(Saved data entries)
◇ ◇ ◇

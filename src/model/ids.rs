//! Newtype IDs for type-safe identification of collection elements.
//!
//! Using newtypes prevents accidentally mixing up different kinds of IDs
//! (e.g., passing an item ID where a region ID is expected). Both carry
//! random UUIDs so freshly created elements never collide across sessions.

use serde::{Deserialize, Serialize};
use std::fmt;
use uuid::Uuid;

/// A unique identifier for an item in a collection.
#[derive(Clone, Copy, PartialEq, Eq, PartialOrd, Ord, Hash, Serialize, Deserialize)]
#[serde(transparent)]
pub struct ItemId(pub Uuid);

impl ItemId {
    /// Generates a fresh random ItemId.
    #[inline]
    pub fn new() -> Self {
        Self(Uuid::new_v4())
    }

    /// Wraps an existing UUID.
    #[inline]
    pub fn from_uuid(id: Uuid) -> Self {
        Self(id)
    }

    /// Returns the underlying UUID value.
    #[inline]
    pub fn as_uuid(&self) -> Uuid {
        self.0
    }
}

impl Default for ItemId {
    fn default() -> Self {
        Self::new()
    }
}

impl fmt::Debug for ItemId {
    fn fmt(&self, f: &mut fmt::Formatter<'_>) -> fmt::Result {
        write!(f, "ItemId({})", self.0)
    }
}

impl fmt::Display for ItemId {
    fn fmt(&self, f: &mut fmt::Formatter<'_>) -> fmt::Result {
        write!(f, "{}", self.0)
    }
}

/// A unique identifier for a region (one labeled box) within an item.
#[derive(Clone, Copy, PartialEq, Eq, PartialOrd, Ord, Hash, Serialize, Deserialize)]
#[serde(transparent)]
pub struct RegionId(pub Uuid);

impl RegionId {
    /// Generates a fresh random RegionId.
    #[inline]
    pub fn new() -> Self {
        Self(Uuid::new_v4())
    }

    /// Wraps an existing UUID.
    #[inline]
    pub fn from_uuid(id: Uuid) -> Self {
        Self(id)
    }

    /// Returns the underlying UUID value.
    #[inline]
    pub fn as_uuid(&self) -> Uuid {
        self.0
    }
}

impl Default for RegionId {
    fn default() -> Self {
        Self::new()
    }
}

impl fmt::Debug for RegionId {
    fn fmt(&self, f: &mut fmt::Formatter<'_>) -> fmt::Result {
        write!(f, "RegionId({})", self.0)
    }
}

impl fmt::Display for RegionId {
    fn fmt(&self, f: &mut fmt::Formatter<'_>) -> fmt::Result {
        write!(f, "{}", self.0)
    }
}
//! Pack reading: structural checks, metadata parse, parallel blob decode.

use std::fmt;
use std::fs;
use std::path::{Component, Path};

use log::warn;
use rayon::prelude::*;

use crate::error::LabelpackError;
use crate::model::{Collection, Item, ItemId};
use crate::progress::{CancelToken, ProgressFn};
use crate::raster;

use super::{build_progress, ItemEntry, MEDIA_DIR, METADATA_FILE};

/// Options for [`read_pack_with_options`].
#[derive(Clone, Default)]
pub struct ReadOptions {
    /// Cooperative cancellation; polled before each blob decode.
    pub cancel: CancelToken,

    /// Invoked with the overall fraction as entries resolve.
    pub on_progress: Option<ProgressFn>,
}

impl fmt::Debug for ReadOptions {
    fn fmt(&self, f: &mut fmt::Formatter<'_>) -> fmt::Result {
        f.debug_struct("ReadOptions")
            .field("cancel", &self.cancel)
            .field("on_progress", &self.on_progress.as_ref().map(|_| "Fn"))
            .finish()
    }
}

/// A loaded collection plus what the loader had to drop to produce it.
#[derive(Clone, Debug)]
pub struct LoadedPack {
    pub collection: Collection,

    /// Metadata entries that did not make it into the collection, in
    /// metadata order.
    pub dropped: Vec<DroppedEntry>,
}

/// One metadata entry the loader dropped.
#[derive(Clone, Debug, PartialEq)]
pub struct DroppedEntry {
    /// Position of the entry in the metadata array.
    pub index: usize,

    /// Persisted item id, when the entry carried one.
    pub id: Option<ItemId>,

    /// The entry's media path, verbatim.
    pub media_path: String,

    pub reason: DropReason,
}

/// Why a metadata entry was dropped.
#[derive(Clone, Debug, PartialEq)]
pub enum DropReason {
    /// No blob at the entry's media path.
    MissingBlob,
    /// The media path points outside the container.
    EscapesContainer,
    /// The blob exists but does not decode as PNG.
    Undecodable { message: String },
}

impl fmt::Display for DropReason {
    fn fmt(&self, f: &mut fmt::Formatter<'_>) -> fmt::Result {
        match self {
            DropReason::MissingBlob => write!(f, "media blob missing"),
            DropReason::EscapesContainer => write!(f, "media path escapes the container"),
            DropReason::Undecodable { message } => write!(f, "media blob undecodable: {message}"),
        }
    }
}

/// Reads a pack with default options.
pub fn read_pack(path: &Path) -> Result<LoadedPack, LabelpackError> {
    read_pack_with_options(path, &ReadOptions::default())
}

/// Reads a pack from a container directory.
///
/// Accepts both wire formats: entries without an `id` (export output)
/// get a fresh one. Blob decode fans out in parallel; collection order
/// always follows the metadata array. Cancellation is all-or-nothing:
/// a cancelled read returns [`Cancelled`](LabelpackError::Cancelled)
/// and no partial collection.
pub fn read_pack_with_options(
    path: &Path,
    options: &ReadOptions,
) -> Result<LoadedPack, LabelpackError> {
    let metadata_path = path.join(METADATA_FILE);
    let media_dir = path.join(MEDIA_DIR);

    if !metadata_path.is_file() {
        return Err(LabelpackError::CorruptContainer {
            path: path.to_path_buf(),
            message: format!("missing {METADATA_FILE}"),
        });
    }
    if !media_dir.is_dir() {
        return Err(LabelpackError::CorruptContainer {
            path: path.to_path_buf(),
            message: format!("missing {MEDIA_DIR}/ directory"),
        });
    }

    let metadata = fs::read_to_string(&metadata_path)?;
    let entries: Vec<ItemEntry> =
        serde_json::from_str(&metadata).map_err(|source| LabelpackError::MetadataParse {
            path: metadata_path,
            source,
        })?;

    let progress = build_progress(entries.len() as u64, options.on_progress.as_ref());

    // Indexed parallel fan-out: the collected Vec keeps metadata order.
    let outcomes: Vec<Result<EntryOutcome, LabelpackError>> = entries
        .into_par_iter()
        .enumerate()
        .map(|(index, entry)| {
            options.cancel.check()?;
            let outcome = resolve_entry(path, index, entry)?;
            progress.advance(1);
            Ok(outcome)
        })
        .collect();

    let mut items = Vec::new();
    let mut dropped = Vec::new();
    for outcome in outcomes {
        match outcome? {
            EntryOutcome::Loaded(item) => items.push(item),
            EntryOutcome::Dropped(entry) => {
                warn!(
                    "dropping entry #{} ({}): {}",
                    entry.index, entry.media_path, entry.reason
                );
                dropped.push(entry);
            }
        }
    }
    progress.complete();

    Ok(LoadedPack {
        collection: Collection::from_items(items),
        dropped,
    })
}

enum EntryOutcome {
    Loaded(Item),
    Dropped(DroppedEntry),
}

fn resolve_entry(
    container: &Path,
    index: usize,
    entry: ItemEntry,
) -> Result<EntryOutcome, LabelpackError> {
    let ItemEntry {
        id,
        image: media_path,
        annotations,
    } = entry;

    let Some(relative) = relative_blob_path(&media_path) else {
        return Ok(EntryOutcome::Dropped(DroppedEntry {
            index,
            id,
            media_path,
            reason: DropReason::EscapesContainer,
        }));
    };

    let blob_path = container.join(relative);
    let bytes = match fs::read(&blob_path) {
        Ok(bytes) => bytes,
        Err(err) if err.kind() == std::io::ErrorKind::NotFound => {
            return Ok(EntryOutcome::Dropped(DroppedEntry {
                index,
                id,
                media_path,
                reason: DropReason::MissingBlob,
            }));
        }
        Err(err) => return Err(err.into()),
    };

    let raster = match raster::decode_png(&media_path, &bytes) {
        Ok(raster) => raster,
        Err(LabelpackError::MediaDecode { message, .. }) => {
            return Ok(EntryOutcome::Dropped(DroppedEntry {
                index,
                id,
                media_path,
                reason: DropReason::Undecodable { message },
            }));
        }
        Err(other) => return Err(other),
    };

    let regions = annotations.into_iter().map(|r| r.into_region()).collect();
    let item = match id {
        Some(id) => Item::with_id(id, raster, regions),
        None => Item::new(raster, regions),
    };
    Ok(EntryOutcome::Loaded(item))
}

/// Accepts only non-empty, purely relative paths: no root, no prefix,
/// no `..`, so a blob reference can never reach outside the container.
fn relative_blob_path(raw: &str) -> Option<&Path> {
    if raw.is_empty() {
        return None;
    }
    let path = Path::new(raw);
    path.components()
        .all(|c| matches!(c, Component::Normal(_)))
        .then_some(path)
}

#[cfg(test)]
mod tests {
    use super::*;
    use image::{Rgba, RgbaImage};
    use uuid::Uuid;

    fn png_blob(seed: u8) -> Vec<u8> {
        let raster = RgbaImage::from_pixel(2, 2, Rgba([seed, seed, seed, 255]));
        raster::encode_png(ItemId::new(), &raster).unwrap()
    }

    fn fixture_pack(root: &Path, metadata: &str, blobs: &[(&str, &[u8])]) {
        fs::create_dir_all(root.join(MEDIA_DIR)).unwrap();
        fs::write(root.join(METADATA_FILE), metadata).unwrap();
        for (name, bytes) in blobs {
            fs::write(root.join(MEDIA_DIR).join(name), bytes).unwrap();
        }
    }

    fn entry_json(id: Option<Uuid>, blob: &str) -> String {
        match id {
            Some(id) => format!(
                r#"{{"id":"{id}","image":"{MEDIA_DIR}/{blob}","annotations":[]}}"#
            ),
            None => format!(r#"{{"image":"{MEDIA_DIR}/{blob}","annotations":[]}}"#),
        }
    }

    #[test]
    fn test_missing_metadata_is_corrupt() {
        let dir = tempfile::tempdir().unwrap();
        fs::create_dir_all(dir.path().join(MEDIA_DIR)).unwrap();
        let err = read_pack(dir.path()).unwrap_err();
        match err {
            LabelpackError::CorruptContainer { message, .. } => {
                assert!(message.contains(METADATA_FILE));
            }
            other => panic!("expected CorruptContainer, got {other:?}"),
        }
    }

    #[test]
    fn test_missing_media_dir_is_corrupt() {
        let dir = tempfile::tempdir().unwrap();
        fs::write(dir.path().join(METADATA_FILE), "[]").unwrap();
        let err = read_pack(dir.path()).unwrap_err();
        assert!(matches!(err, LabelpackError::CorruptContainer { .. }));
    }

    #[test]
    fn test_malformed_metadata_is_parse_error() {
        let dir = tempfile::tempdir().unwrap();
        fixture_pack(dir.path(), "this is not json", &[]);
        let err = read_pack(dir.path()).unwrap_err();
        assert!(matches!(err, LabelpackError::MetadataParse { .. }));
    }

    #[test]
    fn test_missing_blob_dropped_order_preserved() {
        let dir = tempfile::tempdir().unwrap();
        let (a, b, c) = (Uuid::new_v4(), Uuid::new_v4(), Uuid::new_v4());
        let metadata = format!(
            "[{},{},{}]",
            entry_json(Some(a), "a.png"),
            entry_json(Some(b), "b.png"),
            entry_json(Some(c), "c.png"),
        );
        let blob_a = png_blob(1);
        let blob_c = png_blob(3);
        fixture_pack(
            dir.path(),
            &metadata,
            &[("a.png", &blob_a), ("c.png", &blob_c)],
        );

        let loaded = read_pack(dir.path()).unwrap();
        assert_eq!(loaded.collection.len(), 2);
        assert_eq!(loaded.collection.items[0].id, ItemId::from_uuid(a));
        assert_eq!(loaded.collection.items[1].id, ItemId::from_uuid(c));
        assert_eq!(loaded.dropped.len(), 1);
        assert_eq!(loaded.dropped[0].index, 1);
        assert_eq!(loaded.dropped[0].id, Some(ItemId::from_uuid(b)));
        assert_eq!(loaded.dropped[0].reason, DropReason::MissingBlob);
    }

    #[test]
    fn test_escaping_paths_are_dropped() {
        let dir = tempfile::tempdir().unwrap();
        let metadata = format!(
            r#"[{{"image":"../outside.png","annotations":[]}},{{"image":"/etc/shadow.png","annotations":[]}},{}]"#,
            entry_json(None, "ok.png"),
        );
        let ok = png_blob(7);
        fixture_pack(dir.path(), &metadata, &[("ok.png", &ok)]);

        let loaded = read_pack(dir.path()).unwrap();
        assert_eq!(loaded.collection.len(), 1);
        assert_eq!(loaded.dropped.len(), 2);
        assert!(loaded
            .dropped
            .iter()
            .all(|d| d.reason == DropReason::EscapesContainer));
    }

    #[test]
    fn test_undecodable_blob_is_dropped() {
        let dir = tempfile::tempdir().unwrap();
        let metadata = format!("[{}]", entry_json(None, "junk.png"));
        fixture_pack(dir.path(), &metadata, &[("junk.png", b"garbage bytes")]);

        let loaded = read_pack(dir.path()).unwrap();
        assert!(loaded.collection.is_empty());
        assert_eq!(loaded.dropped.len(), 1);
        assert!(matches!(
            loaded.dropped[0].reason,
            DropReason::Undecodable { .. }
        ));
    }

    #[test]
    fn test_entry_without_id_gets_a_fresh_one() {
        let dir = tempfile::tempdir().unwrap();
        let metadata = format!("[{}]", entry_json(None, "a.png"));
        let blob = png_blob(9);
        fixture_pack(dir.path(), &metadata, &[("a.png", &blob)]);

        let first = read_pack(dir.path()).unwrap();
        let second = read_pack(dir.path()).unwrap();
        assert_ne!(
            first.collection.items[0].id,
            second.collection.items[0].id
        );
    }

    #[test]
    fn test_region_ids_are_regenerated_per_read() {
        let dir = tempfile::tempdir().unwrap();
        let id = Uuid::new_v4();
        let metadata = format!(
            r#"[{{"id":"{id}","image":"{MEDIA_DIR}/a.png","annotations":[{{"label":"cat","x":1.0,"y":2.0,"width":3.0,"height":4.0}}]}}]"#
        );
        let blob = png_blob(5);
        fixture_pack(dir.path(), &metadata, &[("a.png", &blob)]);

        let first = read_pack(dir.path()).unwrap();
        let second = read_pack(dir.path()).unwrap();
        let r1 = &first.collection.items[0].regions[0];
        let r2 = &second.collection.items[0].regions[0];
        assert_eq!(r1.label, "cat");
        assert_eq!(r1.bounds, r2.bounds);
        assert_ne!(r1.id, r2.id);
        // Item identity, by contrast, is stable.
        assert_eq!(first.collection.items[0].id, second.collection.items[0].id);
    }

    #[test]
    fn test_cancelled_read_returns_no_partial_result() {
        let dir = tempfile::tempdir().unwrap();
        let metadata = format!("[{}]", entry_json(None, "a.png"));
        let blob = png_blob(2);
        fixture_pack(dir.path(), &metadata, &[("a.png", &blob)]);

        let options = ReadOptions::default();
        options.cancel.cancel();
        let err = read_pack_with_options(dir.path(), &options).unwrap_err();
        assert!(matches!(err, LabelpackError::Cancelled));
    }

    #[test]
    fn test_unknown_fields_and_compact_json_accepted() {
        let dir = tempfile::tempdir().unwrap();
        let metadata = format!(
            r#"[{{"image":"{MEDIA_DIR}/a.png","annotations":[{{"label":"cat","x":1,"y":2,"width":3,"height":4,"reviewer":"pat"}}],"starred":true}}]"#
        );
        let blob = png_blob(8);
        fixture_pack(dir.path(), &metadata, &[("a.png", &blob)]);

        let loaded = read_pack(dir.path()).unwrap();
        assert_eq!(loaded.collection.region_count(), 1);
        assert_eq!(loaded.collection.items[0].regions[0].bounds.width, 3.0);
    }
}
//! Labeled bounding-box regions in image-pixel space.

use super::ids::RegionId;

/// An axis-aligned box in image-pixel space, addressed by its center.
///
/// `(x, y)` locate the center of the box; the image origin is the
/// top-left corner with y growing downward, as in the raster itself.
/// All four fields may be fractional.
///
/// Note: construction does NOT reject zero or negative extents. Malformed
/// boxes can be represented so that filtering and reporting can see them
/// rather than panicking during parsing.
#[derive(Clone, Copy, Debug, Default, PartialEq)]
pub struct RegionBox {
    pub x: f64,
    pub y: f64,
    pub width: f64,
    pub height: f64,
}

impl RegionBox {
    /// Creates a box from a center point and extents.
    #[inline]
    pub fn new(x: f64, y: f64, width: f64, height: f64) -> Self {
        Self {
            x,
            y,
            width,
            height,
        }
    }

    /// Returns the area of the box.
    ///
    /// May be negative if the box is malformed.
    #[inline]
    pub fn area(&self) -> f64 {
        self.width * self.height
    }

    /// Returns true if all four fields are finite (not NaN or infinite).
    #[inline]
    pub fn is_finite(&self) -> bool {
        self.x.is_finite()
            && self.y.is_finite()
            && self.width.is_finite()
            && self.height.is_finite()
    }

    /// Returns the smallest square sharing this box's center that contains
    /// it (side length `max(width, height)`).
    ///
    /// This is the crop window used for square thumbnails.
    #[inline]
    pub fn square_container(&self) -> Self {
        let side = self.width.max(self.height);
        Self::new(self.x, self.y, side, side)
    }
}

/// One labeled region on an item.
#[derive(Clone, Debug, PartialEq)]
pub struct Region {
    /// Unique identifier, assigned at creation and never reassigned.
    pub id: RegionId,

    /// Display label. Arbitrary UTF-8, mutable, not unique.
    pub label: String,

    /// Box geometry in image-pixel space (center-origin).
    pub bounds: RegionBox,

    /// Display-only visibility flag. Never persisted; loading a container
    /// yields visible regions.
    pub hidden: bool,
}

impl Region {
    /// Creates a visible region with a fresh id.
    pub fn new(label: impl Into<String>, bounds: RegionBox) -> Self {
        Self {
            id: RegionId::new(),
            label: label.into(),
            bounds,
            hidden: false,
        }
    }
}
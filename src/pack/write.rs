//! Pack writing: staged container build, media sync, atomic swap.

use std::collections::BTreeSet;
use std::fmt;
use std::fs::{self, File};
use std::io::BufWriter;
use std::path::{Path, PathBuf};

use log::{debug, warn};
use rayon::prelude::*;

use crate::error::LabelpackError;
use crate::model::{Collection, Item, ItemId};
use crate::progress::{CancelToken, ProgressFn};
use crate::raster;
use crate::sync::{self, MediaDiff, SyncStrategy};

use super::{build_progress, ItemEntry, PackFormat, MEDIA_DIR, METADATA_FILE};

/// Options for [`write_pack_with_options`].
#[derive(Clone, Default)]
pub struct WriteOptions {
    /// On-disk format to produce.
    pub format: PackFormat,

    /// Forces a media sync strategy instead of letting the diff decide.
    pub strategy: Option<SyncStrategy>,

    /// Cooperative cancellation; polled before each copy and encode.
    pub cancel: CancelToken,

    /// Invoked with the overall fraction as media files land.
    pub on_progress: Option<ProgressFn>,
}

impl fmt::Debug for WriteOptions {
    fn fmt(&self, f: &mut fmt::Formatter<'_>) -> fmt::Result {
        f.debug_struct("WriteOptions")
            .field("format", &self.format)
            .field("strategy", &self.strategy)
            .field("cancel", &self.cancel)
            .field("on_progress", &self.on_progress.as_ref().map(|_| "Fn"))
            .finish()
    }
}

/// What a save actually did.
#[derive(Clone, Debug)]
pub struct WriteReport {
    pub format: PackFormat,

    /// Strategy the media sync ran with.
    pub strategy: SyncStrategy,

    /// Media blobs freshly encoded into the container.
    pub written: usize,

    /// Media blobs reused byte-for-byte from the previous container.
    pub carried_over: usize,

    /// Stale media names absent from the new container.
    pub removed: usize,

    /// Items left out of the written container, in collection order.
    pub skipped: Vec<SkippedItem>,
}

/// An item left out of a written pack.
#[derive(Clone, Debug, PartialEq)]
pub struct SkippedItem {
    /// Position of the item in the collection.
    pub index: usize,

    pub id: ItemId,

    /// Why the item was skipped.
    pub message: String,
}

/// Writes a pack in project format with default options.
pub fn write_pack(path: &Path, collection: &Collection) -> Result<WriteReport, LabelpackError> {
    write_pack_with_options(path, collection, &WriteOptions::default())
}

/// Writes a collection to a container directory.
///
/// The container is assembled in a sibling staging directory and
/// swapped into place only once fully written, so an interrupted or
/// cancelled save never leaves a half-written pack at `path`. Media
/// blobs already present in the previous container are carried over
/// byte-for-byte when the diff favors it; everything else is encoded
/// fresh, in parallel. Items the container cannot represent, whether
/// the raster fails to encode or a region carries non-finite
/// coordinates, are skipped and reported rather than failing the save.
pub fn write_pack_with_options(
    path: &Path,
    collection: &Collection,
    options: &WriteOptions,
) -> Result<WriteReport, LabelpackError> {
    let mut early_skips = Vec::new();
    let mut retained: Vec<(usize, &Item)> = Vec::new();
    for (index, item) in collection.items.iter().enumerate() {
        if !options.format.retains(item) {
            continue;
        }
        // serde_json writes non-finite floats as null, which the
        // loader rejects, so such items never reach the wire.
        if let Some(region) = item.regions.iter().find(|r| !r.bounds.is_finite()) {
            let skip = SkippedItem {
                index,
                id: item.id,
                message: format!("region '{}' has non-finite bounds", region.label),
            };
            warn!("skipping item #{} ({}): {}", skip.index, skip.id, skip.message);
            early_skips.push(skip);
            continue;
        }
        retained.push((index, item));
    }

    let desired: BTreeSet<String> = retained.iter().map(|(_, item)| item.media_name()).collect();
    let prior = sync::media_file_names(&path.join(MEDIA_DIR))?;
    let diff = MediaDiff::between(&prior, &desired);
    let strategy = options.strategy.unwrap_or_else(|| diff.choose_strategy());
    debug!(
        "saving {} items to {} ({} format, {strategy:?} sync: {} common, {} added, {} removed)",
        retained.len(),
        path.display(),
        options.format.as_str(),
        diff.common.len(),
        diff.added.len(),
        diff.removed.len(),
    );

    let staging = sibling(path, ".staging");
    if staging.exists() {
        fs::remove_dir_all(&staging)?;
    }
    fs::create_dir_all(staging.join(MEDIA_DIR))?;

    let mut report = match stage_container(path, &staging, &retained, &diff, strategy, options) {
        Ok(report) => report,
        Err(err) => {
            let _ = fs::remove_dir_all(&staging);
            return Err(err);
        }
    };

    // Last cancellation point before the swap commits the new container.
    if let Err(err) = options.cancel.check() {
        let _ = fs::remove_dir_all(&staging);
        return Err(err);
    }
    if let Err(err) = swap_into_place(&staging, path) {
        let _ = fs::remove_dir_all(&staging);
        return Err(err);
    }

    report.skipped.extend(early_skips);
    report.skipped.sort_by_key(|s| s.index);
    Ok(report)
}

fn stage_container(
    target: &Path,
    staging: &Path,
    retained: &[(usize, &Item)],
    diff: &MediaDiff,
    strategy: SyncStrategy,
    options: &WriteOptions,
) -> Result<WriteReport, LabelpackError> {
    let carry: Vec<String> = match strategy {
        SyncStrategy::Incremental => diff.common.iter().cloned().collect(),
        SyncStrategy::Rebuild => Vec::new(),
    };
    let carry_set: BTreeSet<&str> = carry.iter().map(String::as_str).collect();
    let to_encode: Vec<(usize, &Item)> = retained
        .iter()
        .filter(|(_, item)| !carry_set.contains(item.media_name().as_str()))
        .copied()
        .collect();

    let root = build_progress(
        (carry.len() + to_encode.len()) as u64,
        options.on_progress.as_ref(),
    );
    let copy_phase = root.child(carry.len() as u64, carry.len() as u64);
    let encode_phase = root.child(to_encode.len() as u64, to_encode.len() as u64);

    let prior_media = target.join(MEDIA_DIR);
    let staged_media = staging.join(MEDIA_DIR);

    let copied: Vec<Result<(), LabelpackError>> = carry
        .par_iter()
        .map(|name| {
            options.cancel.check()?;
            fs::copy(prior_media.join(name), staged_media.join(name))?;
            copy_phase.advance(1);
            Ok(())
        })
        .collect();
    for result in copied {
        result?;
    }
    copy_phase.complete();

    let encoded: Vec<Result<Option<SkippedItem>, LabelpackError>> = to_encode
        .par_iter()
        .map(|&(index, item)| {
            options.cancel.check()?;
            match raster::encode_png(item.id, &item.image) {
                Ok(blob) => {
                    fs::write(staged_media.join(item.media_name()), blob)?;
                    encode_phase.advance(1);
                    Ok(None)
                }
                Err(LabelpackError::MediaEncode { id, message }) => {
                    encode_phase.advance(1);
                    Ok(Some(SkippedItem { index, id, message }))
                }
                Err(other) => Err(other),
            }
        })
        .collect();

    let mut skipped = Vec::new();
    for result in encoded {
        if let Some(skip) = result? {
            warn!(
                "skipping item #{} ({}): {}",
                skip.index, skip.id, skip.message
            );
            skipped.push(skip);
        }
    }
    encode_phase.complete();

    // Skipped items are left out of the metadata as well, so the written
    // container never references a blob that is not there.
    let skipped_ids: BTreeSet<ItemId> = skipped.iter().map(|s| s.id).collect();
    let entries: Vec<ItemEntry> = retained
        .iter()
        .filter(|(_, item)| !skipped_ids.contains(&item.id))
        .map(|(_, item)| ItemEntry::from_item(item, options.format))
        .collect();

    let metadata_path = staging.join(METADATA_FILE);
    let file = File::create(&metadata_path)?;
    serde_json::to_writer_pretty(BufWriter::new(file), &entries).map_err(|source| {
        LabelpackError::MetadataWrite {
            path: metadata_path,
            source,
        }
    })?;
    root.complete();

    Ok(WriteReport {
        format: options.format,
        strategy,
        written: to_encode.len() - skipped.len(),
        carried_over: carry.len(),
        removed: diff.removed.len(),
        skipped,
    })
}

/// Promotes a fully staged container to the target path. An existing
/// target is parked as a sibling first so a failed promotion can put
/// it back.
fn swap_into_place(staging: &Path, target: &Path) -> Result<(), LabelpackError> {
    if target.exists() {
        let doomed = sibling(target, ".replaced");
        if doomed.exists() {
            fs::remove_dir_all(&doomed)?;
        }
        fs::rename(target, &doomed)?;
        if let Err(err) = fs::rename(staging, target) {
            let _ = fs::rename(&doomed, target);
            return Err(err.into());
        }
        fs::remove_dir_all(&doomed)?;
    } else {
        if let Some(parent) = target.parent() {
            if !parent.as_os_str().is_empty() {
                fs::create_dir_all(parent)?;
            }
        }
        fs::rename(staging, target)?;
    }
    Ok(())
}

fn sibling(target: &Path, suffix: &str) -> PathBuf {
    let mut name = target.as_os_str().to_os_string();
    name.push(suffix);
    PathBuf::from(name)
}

◇ ◇ ◇

(YOUR TASK) If a line of the records includes the string "Accepts", copy it out.

(PROBLEM SOLUTION)
/// Accepts both wire formats: entries without an `id` (export output)
/// Accepts only non-empty, purely relative paths: no root, no prefix,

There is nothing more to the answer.